| Por Karen Gould (Ángeles Díaz Rubín [Cuqui Toledo], trad.) |
Cuqui Toledo hace la traducción de un pequeño, pero sumamente poderoso cuento externalizante sobre el miedo y la relación generosa que podemos llevar con él. “Hace mucho que está en mi repertorio de cuentos para usarlo en mi trabajo profesional y siempre ha sido de mucha utilidad”.
Érase una vez una mujer que vivía con el Miedo. Había convivido con él desde que era pequeña y se había acostumbrado a su presencia a pesar de que él era muy desagradable, grande y fuerte, y que la mordía con unos terribles colmillos venenosos paralizando su corazón y debilitando sus músculos. Sin embargo, esto no pasaba tan a menudo: solamente cuando ella hacía algo que a él le molestaba.
Un día, la mujer decidió hacer algo novedoso, algo para ella misma… Al Miedo no le agradó la idea y la mordió con más fuerza, de tal modo que el corazón de la mujer casi dejó de latir y sus músculos perdieron la fuerza. A pesar de esto, ella continuó luchando hasta que anocheció; en ese momento, la mujer cayó exhausta en el sueño. Así pasaron los días: cada mañana empezaba una nueva pelea en la que el Miedo siempre ganaba…
Hasta que un día la mujer logró derribarlo y sujetarlo para que no la mordiera. Lucharon y lucharon, pero, finalmente, el Miedo la mordió.
Así, la batalla continuó con su ritmo de cada día, donde la mujer siempre resultaba derrotada.
Pero, poco a poco, con cada mordida, los músculos de la mujer se fueron fortaleciendo. También fue descubriendo los trucos y los puntos débiles del Miedo. Con el tiempo, por fin pudo ella sujetarlo en el suelo y ponerle el pie en la espalda. Entonces le dijo: “Te he vencido, así que ahora vete”, y el Miedo desapareció.

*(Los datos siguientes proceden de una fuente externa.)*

use crate::modules::tickets::descriptor::TicketKind;
use crate::modules::tickets::machine::{CLOSE_BUTTON_ID, OPEN_BUTTON_PREFIX};
use crate::services::reply;
use crate::{Data, Error};
use poise::serenity_prelude as serenity;

pub const CLOSE_MODAL_ID: &str = "ticket:close_modal";
const REASON_INPUT_ID: &str = "reason";

/// Panel buttons and the close button inside a ticket.
pub async fn handle_component(
    ctx: &serenity::Context,
    interaction: &serenity::ComponentInteraction,
    data: &Data,
) -> Result<(), Error> {
    let Some(guild_id) = interaction.guild_id else {
        return Ok(());
    };
    let custom_id = interaction.data.custom_id.as_str();

    if custom_id == CLOSE_BUTTON_ID {
        // Closing needs a reason, ask for one.
        let modal = serenity::CreateModal::new(CLOSE_MODAL_ID, "Close ticket").components(vec![
            serenity::CreateActionRow::InputText(
                serenity::CreateInputText::new(serenity::InputTextStyle::Paragraph, "Reason", REASON_INPUT_ID)
                    .required(true)
                    .max_length(500),
            ),
        ]);
        interaction
            .create_response(&ctx.http, serenity::CreateInteractionResponse::Modal(modal))
            .await?;
        return Ok(());
    }

    let Some(kind) = custom_id.strip_prefix(OPEN_BUTTON_PREFIX) else {
        return Ok(());
    };

    let content = match kind.parse::<TicketKind>() {
        Ok(kind) => match data
            .tickets
            .open(guild_id.get(), interaction.user.id.get(), kind)
            .await
        {
            Ok(ticket) => format!("🎫 Your ticket is ready: <#{}>", ticket.channel_id),
            Err(e) => {
                reply::log_failure("ticket open", &e);
                reply::describe(&e)
            }
        },
        Err(e) => reply::describe(&e),
    };

    interaction
        .create_response(&ctx.http, reply::ephemeral(content))
        .await?;
    Ok(())
}

pub async fn handle_modal(
    ctx: &serenity::Context,
    interaction: &serenity::ModalInteraction,
    data: &Data,
) -> Result<(), Error> {
    let Some(guild_id) = interaction.guild_id else {
        return Ok(());
    };

    let reason = interaction
        .data
        .components
        .iter()
        .flat_map(|row| row.components.iter())
        .find_map(|component| match component {
            serenity::ActionRowComponent::InputText(input) if input.custom_id == REASON_INPUT_ID => {
                input.value.clone()
            }
            _ => None,
        })
        .unwrap_or_default();

    let content = match data
        .tickets
        .close(
            guild_id.get(),
            interaction.channel_id.get(),
            interaction.user.id.get(),
            &reason,
        )
        .await
    {
        Ok(_) => "🔒 Ticket closed.".to_string(),
        Err(e) => {
            reply::log_failure("ticket close", &e);
            reply::describe(&e)
        }
    };

    interaction
        .create_response(&ctx.http, reply::ephemeral(content))
        .await?;
    Ok(())
}
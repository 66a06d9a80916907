use crate::modules::invite_tracking::stats::{InvitedMember, InviterStats, JoinKind, LedgerBackup};
use crate::services::cache::{InviteSnapshotCache, InviteUses};
use crate::services::error::{EngineError, EngineResult};
use crate::services::gate::{Access, AuthorizationGate};
use crate::services::locks::{KeyedGuard, KeyedLocks};
use crate::services::platform::{GuildId, InviteInfo, OutboundMessage, Platform, PlatformError, UserId};
use crate::services::store::StateStore;
use chrono::{DateTime, Utc};
use std::sync::Arc;
use tracing::{debug, info, warn};

/// A join attributed to one invite code by diffing use counts.
#[derive(Debug, Clone, PartialEq, Eq)]
pub struct InviteUsed {
    pub code: String,
    pub creator_id: Option<UserId>,
}

/// Compares the previous snapshot with the current invite list and returns
/// the first invite whose use count strictly increased. Codes missing from
/// the snapshot are compared against zero.
pub fn find_used_invite(previous: &InviteUses, current: &[InviteInfo]) -> Option<InviteUsed> {
    current
        .iter()
        .find(|invite| invite.uses > previous.get(&invite.code).copied().unwrap_or(0))
        .map(|invite| InviteUsed {
            code: invite.code.clone(),
            creator_id: invite.inviter_id,
        })
}

#[derive(Debug, Clone, PartialEq, Eq)]
pub enum JoinOutcome {
    Credited {
        inviter_id: UserId,
        code: String,
        kind: JoinKind,
        credited: i64,
    },
    Blacklisted {
        inviter_id: UserId,
        code: String,
    },
    Unknown,
}

/// The attribution ledger service: snapshot diffing plus ledger mutations.
pub struct InviteTracker {
    store: Arc<StateStore>,
    platform: Arc<dyn Platform>,
    gate: Arc<AuthorizationGate>,
    snapshots: InviteSnapshotCache,
    guild_locks: KeyedLocks<GuildId>,
}

impl InviteTracker {
    pub fn new(store: Arc<StateStore>, platform: Arc<dyn Platform>, gate: Arc<AuthorizationGate>) -> Self {
        Self {
            store,
            platform,
            gate,
            snapshots: InviteSnapshotCache::new(),
            guild_locks: KeyedLocks::new(),
        }
    }

    /// Holds off join attribution for the guild until the guard drops.
    pub(crate) async fn lock_guild(&self, guild_id: GuildId) -> KeyedGuard<'_, GuildId> {
        self.guild_locks.lock(guild_id).await
    }

    async fn is_blacklisted(&self, guild_id: GuildId, user_id: UserId) -> bool {
        self.store
            .guilds
            .read(|g| g.is_blacklisted(guild_id, user_id))
            .await
    }

    /// Credited invites, forced to zero for blacklisted inviters.
    pub async fn credit_for(&self, guild_id: GuildId, user_id: UserId) -> i64 {
        let blacklisted = self.is_blacklisted(guild_id, user_id).await;
        self.store
            .ledger
            .read(|l| l.credited(user_id, blacklisted))
            .await
    }

    pub async fn stats(&self, user_id: UserId) -> InviterStats {
        self.store.ledger.read(|l| l.stats(user_id)).await
    }

    pub async fn inviter_of(&self, member_id: UserId) -> Option<UserId> {
        self.store.ledger.read(|l| l.inviter_of(member_id)).await
    }

    /// Members brought in by `inviter_id`, most recent first.
    pub async fn invited_by(&self, inviter_id: UserId) -> Vec<(UserId, InvitedMember)> {
        let mut rows: Vec<(UserId, InvitedMember)> = self
            .store
            .ledger
            .read(|l| {
                l.invited_members
                    .get(&inviter_id)
                    .map(|bucket| bucket.iter().map(|(m, r)| (*m, r.clone())).collect())
                    .unwrap_or_default()
            })
            .await;
        rows.sort_by(|a, b| b.1.joined_at.cmp(&a.1.joined_at));
        rows
    }

    pub async fn leaderboard(&self, guild_id: GuildId, limit: usize) -> Vec<(UserId, i64)> {
        let blacklist = self
            .store
            .guilds
            .read(|g| g.get(guild_id).map(|s| s.invite_blacklist.clone()).unwrap_or_default())
            .await;
        self.store
            .ledger
            .read(|l| l.leaderboard(limit, |u| blacklist.contains(&u)))
            .await
    }

    /// Replaces the cached snapshot with the guild's live invite list.
    pub async fn refresh_snapshot(&self, guild_id: GuildId) -> Result<usize, PlatformError> {
        let _guard = self.guild_locks.lock(guild_id).await;
        match self.platform.fetch_invites(guild_id).await {
            Ok(invites) => {
                self.snapshots.replace(guild_id, &invites);
                debug!("Cached {} invites for guild {}", invites.len(), guild_id);
                Ok(invites.len())
            }
            Err(e) => {
                self.snapshots.forget(guild_id);
                Err(e)
            }
        }
    }

    /// Attributes a member join by diffing the live invite list against the
    /// cached snapshot, then credits the resolved inviter.
    pub async fn handle_member_join(&self, guild_id: GuildId, member_id: UserId) -> EngineResult<JoinOutcome> {
        let _guard = self.guild_locks.lock(guild_id).await;

        let current = match self.platform.fetch_invites(guild_id).await {
            Ok(invites) => invites,
            Err(e) => {
                // The next diff would fold this join in, so start over.
                warn!("Failed to fetch invites for guild {}: {}", guild_id, e);
                self.snapshots.forget(guild_id);
                return Ok(JoinOutcome::Unknown);
            }
        };

        let Some(previous) = self.snapshots.replace(guild_id, &current) else {
            info!(
                "No invite snapshot for guild {}, join of {} is unattributed",
                guild_id, member_id
            );
            return Ok(JoinOutcome::Unknown);
        };

        match find_used_invite(&previous, &current) {
            Some(used) => self.record_join(guild_id, member_id, &used.code, used.creator_id).await,
            None => Ok(JoinOutcome::Unknown),
        }
    }

    /// Credits a join through `used_code`. Manual code owners win over the
    /// platform-reported creator.
    pub async fn record_join(
        &self,
        guild_id: GuildId,
        member_id: UserId,
        used_code: &str,
        creator_id: Option<UserId>,
    ) -> EngineResult<JoinOutcome> {
        let owner = self
            .store
            .ledger
            .read(|l| l.invite_owners.get(used_code).copied())
            .await;
        let Some(inviter_id) = owner.or(creator_id) else {
            return Ok(JoinOutcome::Unknown);
        };

        if self.is_blacklisted(guild_id, inviter_id).await {
            info!(
                "Join of {} via {} not credited: inviter {} is blacklisted",
                member_id, used_code, inviter_id
            );
            return Ok(JoinOutcome::Blacklisted {
                inviter_id,
                code: used_code.to_string(),
            });
        }

        let now = Utc::now();
        let (kind, credited) = self
            .store
            .ledger
            .update(|l| {
                let kind = l.record_join(member_id, inviter_id, Some(used_code), now);
                (kind, l.credited(inviter_id, false))
            })
            .await?;

        info!(
            "Member {} joined guild {} via {} (inviter {}, {:?})",
            member_id, guild_id, used_code, inviter_id, kind
        );

        Ok(JoinOutcome::Credited {
            inviter_id,
            code: used_code.to_string(),
            kind,
            credited,
        })
    }

    pub async fn handle_member_leave(&self, member_id: UserId) -> EngineResult<Option<UserId>> {
        let now = Utc::now();
        let inviter = self.store.ledger.update(|l| l.record_leave(member_id, now)).await?;
        if let Some(inviter_id) = inviter {
            info!("Member {} left, debited inviter {}", member_id, inviter_id);
        }
        Ok(inviter)
    }

    /// Posts the join outcome in the guild's welcome channel, if one is bound.
    pub async fn announce_join(&self, guild_id: GuildId, member_id: UserId, outcome: &JoinOutcome) {
        let channel = self
            .store
            .guilds
            .read(|g| g.get(guild_id).and_then(|s| s.channels.welcome))
            .await;
        let Some(channel_id) = channel else {
            return;
        };

        let content = match outcome {
            JoinOutcome::Credited {
                inviter_id,
                credited,
                ..
            } => format!(
                "👋 <@{}> joined, invited by <@{}> who now has **{}** invites.",
                member_id, inviter_id, credited
            ),
            JoinOutcome::Blacklisted { inviter_id, .. } => format!(
                "👋 <@{}> joined, invited by <@{}> (blacklisted, not credited).",
                member_id, inviter_id
            ),
            JoinOutcome::Unknown => format!(
                "👋 <@{}> joined, but I couldn't figure out who invited them.",
                member_id
            ),
        };

        if let Err(e) = self
            .platform
            .send_message(channel_id, OutboundMessage::text(content))
            .await
        {
            warn!("Failed to post join notice in guild {}: {}", guild_id, e);
        }
    }

    pub async fn adjust_manual(
        &self,
        guild_id: GuildId,
        actor_id: UserId,
        user_id: UserId,
        delta: i64,
    ) -> EngineResult<InviterStats> {
        self.gate.require(guild_id, actor_id, Access::Administrator).await?;
        let stats = self
            .store
            .ledger
            .update(|l| l.adjust_manual(user_id, delta))
            .await?;
        info!("{} adjusted invites of {} by {}", actor_id, user_id, delta);
        Ok(stats)
    }

    pub async fn reset(&self, guild_id: GuildId, actor_id: UserId, user_id: UserId) -> EngineResult<()> {
        self.gate.require(guild_id, actor_id, Access::Administrator).await?;
        self.reset_unchecked(user_id).await
    }

    /// Detaches a user from the ledger without an authorization check.
    pub(crate) async fn reset_unchecked(&self, user_id: UserId) -> EngineResult<()> {
        self.store.ledger.update(|l| l.reset(user_id)).await?;
        info!("Ledger entry of {} reset", user_id);
        Ok(())
    }

    pub async fn reset_all(&self, guild_id: GuildId, actor_id: UserId) -> EngineResult<()> {
        self.gate.require(guild_id, actor_id, Access::Administrator).await?;
        self.store.ledger.update(|l| l.reset_all()).await?;
        info!("Ledger wiped by {}", actor_id);
        Ok(())
    }

    pub async fn bind_code(
        &self,
        guild_id: GuildId,
        actor_id: UserId,
        code: &str,
        user_id: UserId,
    ) -> EngineResult<Option<UserId>> {
        self.gate.require(guild_id, actor_id, Access::Administrator).await?;
        let code = code.trim();
        if code.is_empty() || code.contains(char::is_whitespace) {
            return Err(EngineError::validation("invite code must be a single word"));
        }
        let previous = self.store.ledger.update(|l| l.bind_code(code, user_id)).await?;
        Ok(previous)
    }

    pub async fn unbind_code(&self, guild_id: GuildId, actor_id: UserId, code: &str) -> EngineResult<UserId> {
        self.gate.require(guild_id, actor_id, Access::Administrator).await?;
        self.store
            .ledger
            .update(|l| l.unbind_code(code.trim()))
            .await?
            .ok_or_else(|| EngineError::not_found(format!("binding for `{}`", code.trim())))
    }

    /// Copies the whole ledger into the backup slot.
    pub async fn backup(&self, guild_id: GuildId, actor_id: UserId) -> EngineResult<DateTime<Utc>> {
        self.gate.require(guild_id, actor_id, Access::Administrator).await?;
        let ledger = self.store.ledger.snapshot().await;
        let taken_at = Utc::now();
        self.store
            .ledger_backup
            .update(|b| *b = Some(LedgerBackup { taken_at, ledger }))
            .await?;
        info!("Ledger backup taken by {}", actor_id);
        Ok(taken_at)
    }

    /// Replaces the live ledger with the backup, all or nothing.
    pub async fn restore(&self, guild_id: GuildId, actor_id: UserId) -> EngineResult<DateTime<Utc>> {
        self.gate.require(guild_id, actor_id, Access::Administrator).await?;
        let backup = self
            .store
            .ledger_backup
            .snapshot()
            .await
            .ok_or_else(|| EngineError::not_found("ledger backup"))?;

        self.store.ledger.update(|l| *l = backup.ledger).await?;
        info!("Ledger restored from {} by {}", backup.taken_at, actor_id);
        Ok(backup.taken_at)
    }
}
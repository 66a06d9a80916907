use crate::modules::giveaways::model::EntryToggle;
use crate::services::reply;
use crate::{Data, Error};
use poise::serenity_prelude as serenity;

/// The entry button under a giveaway announcement.
pub async fn handle_component(
    ctx: &serenity::Context,
    interaction: &serenity::ComponentInteraction,
    data: &Data,
) -> Result<(), Error> {
    let content = match data
        .giveaways
        .toggle_entry(interaction.message.id.get(), interaction.user.id.get())
        .await
    {
        Ok(EntryToggle::Joined) => "🎉 You entered the giveaway. Good luck!".to_string(),
        Ok(EntryToggle::Left) => "👋 You left the giveaway.".to_string(),
        Err(e) => {
            reply::log_failure("giveaway entry", &e);
            reply::describe(&e)
        }
    };

    interaction
        .create_response(&ctx.http, reply::ephemeral(content))
        .await?;
    Ok(())
}
use crate::services::platform::{GuildId, InviteInfo};
use dashmap::DashMap;
use std::collections::HashMap;

/// Invite code to use count, as last seen for a guild.
pub type InviteUses = HashMap<String, u64>;

/// In-memory invite snapshots, rebuilt from the platform on demand.
/// A missing entry means the next join cannot be attributed.
pub struct InviteSnapshotCache {
    snapshots: DashMap<GuildId, InviteUses>,
}

impl InviteSnapshotCache {
    pub fn new() -> Self {
        Self {
            snapshots: DashMap::new(),
        }
    }

    /// Stores the current invite list and hands back the snapshot it replaced.
    pub fn replace(&self, guild_id: GuildId, invites: &[InviteInfo]) -> Option<InviteUses> {
        let uses = invites
            .iter()
            .map(|invite| (invite.code.clone(), invite.uses))
            .collect();
        self.snapshots.insert(guild_id, uses)
    }

    pub fn forget(&self, guild_id: GuildId) {
        self.snapshots.remove(&guild_id);
    }
}

impl Default for InviteSnapshotCache {
    fn default() -> Self {
        Self::new()
    }
}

A la mañana siguiente, la mujer despertó feliz, ¡pero cuál sería su sorpresa al ver al Miedo sentado en una esquina del cuarto! La mujer, sorprendida y enojada, gritó:
— ¡¿Qué haces aquí?! ¡Yo te he vencido!”
— Ah, sí… ¡Pero eso fue ayer! Si quieres que me vaya, tendrás que vencerme nuevamente hoy.
Y las peleas continuaron.
Sin embargo, el Miedo parecía ser un poco más pequeño cada mañana, tanto así que, un día, ella se dio cuenta que apenas le llegaba a la cintura. Cuando notó el tamaño, le dijo al Miedo: ”Me voy a recoger moras al monte”, y lo quitó de su camino de un empujón. Al estar recogiendo las moras, se encontró de frente a un oso grande y hambriento que se enfureció y empezó a perseguirla; ella corría, pero estaba convencida de que moriría, pues el oso acortaba la distancia rápidamente. Por fortuna, esa mañana la mujer no le había ganado todavía la batalla al Miedo, así que en ese momento estaba justo tras ella y la mordió. De inmediato, su cuerpo ya entrenado produjo el antídoto: la medicina anti-miedo que le dio fuerza y aceleró su corazón. Sin soltar la canasta de moras y de la mano del Miedo, corrieron con él hasta llegar a casa. Esa tarde la mujer horneó un delicioso pastel de moras y para agradecerle al Miedo, lo invitó a cenar. Este se enfureció: no quería oír agradecimientos; él solo no quería ver a la mujer lastimada. “¡¿En qué estabas pensando?! ¡Si me hubieras hecho caso no te habrías encontrado al oso!”: él quería reanudar la pelea, pero la mujer, que estaba muy cansada por la carrera, solamente le contestó: “Pero tampoco tendría estas deliciosas moras.” Y satisfecha, se fue a dormir.
Al despertar, las peleas se reanudaron, pero, igual que antes, el Miedo siguió haciéndose cada vez más pequeño. Esto le venía muy bien a la mujer: a final de cuentas, ella quería desaparecerlo para siempre.
Cuando ya era muy pequeñito, la mujer tuvo otra idea: en lugar de seguir luchando contra él, confeccionó un morralito y ahí metió al Miedo. De esa manera, lo llevaría siempre consigo, atado a su cintura para sacarlo cuando lo necesitara (¡nunca se sabe cuándo aparecerá otro oso por el camino!). Y así, la mujer aprendió a vivir con ese Miedo de bolsillo cerca, en lugar de pelear cada mañana contra un monstruo gigante.